_Your task_
Go through the records below and return each line that has "UpdateClinicStatusRequest" in it.

================================

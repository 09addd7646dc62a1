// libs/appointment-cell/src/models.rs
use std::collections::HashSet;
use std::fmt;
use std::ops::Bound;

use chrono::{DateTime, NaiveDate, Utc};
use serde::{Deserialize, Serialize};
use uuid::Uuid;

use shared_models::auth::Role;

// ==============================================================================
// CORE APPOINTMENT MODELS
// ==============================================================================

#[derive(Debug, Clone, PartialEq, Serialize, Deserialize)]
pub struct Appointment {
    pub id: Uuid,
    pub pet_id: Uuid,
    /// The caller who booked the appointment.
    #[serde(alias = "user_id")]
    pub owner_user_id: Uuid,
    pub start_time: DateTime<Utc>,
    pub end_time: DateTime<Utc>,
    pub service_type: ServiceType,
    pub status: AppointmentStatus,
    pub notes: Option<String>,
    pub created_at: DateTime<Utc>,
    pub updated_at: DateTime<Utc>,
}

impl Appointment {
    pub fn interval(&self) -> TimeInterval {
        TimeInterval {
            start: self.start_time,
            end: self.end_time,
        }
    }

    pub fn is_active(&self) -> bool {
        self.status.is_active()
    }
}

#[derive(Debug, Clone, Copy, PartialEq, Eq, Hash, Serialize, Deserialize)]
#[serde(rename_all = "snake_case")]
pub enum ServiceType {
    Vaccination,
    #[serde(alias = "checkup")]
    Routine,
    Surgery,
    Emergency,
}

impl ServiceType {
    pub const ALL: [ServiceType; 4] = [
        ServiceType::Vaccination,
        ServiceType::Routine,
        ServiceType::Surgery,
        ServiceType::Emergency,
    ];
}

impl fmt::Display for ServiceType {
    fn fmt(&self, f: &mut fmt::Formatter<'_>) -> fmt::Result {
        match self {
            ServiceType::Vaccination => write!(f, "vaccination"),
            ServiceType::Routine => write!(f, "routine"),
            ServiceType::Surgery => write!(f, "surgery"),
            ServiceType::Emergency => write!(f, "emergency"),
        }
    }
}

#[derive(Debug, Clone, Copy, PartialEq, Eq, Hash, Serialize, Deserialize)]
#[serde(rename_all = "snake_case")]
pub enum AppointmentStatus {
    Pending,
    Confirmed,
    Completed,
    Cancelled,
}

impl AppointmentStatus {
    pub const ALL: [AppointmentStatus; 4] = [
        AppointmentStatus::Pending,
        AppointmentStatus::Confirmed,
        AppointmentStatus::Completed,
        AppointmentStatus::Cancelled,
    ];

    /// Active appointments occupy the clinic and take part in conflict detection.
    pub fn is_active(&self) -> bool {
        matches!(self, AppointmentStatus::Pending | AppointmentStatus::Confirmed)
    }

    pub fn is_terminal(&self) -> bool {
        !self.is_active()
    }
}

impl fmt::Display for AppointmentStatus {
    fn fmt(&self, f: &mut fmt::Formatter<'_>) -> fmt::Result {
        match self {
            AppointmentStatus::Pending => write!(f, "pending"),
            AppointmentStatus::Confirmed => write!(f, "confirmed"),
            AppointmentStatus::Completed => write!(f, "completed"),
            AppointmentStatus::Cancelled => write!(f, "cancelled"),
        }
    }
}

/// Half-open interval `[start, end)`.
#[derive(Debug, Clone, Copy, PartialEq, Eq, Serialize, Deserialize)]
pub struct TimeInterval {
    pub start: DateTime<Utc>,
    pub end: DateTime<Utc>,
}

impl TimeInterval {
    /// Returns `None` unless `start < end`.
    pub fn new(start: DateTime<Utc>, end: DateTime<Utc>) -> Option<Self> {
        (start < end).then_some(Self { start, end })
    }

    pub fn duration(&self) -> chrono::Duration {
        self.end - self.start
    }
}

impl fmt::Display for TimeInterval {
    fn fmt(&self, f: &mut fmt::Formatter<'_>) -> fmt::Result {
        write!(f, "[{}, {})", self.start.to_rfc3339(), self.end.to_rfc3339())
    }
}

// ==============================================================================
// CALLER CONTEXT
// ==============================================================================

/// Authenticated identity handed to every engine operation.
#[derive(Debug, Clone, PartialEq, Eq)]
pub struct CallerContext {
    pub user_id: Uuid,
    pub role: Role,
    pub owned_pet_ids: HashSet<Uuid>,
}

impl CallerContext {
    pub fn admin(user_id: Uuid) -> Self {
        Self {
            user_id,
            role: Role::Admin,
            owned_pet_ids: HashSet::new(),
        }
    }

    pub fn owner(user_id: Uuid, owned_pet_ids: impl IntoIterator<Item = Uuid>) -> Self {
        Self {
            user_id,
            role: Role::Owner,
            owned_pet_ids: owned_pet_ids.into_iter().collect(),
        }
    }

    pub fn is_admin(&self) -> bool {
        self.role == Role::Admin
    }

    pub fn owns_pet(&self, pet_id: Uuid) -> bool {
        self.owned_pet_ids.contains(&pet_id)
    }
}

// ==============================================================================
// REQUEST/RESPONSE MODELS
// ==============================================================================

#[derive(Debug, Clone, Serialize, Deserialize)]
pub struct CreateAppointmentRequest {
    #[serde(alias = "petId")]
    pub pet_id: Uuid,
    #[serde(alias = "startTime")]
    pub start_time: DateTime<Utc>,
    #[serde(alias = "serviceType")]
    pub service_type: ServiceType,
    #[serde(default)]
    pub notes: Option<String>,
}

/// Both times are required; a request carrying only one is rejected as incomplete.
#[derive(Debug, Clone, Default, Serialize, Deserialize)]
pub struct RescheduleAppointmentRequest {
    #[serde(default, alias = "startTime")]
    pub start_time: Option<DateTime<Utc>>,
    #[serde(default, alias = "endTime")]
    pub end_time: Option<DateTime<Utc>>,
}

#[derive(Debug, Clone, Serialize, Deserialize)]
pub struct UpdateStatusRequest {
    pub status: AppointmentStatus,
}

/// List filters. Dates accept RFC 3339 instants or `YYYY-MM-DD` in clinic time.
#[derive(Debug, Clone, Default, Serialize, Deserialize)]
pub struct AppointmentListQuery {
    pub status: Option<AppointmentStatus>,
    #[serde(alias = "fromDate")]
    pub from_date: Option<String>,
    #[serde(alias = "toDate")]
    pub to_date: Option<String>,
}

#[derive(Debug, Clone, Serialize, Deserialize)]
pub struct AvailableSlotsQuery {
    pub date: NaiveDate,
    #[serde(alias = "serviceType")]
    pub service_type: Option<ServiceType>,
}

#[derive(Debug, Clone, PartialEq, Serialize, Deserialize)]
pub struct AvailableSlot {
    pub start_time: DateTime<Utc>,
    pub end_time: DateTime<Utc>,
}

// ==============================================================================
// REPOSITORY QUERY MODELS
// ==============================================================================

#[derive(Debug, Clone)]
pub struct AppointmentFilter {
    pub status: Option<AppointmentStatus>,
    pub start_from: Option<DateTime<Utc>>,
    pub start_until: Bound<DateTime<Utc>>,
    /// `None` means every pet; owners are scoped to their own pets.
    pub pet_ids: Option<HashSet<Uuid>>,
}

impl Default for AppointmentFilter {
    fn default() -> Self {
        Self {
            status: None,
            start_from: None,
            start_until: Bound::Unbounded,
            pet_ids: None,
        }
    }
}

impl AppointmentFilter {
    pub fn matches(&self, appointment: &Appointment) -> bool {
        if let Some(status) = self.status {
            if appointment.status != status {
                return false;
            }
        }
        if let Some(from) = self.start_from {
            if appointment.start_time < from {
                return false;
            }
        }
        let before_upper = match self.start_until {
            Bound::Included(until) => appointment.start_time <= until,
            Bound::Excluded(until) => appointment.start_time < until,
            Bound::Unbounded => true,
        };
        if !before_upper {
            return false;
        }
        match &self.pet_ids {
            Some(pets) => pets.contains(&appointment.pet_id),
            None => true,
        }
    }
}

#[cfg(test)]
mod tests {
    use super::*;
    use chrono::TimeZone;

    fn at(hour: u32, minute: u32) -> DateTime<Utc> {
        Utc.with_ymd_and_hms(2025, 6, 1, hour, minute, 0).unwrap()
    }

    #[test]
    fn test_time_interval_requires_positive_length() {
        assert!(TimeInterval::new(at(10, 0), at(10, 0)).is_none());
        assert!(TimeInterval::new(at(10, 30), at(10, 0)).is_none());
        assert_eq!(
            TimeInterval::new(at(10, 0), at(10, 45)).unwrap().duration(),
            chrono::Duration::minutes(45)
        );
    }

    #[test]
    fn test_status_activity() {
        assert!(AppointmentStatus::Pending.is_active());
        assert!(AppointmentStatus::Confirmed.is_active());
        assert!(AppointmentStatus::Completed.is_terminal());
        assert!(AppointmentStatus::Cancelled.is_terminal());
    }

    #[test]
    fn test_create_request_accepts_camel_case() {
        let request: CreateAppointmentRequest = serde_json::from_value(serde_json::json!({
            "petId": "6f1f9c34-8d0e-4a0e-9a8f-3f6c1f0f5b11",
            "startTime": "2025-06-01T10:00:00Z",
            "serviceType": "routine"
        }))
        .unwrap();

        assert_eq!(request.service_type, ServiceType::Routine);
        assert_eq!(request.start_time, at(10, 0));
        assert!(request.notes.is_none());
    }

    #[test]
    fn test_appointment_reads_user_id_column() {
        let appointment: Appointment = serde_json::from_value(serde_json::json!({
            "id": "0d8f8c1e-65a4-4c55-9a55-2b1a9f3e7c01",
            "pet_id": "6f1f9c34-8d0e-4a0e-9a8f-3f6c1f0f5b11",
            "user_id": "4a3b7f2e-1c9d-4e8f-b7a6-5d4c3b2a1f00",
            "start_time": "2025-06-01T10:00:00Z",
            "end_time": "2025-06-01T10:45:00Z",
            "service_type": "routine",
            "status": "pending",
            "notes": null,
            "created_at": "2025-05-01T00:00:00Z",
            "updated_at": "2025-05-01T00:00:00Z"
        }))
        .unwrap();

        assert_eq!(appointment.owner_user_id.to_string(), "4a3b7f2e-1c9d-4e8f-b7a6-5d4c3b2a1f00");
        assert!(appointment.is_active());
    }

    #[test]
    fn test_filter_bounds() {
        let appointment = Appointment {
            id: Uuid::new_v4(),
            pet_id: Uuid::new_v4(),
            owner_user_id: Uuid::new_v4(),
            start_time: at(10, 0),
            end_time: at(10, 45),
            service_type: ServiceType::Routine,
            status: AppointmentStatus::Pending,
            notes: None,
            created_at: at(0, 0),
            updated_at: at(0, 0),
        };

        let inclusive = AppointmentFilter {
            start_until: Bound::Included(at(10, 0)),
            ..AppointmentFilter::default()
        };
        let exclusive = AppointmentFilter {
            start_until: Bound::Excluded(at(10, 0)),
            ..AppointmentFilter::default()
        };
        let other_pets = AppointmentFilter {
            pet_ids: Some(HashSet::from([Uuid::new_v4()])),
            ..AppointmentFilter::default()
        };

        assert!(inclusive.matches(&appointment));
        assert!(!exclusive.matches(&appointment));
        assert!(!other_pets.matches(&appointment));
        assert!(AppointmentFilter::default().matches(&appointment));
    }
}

================================

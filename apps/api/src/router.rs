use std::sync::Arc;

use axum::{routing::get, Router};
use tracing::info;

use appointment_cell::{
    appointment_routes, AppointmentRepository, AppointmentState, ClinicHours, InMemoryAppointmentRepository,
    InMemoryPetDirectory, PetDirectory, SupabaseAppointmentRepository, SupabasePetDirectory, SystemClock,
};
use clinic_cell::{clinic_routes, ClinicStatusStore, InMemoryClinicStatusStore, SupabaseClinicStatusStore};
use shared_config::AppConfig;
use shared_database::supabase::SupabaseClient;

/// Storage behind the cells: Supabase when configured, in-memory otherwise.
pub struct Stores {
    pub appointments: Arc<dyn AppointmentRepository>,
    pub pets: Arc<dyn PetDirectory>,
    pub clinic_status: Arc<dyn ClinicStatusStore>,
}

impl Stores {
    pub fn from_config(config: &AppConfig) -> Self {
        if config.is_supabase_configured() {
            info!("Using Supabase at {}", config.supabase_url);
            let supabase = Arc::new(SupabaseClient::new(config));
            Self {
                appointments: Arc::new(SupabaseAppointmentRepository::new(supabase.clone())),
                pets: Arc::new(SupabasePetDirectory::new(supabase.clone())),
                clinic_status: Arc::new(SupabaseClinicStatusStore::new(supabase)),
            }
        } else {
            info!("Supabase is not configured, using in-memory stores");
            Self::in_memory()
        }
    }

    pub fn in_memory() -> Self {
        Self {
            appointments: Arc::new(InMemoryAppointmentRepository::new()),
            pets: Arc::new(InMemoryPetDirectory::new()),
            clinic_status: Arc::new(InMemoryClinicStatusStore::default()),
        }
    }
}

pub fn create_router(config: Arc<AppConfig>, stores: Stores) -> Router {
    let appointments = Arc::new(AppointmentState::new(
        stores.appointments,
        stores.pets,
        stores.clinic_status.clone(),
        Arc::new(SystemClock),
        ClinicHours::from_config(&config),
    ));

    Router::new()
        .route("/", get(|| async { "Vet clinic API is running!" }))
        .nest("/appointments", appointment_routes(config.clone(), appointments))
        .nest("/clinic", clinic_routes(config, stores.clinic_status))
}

================================

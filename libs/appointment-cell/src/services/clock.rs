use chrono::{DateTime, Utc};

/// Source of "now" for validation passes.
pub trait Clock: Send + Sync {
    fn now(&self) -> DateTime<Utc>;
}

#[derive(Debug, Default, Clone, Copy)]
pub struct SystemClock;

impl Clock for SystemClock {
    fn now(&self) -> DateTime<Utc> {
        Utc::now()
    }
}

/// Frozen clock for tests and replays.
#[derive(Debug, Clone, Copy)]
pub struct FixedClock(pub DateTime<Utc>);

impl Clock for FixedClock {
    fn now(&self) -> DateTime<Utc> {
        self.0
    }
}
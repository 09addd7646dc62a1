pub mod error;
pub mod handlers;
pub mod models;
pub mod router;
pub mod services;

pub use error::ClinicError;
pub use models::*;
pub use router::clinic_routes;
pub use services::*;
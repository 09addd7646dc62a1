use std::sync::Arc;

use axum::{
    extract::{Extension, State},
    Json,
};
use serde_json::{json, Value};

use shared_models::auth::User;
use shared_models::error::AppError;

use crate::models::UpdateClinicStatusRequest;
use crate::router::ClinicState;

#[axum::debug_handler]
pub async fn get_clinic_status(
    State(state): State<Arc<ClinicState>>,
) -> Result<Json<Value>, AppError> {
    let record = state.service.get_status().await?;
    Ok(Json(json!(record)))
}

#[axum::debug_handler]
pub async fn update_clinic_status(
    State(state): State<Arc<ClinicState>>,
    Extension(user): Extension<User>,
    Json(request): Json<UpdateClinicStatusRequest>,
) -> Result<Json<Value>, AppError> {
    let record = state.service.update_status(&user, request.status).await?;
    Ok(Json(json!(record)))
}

================================

_Task solution_
use crate::models::UpdateClinicStatusRequest;
    Json(request): Json<UpdateClinicStatusRequest>,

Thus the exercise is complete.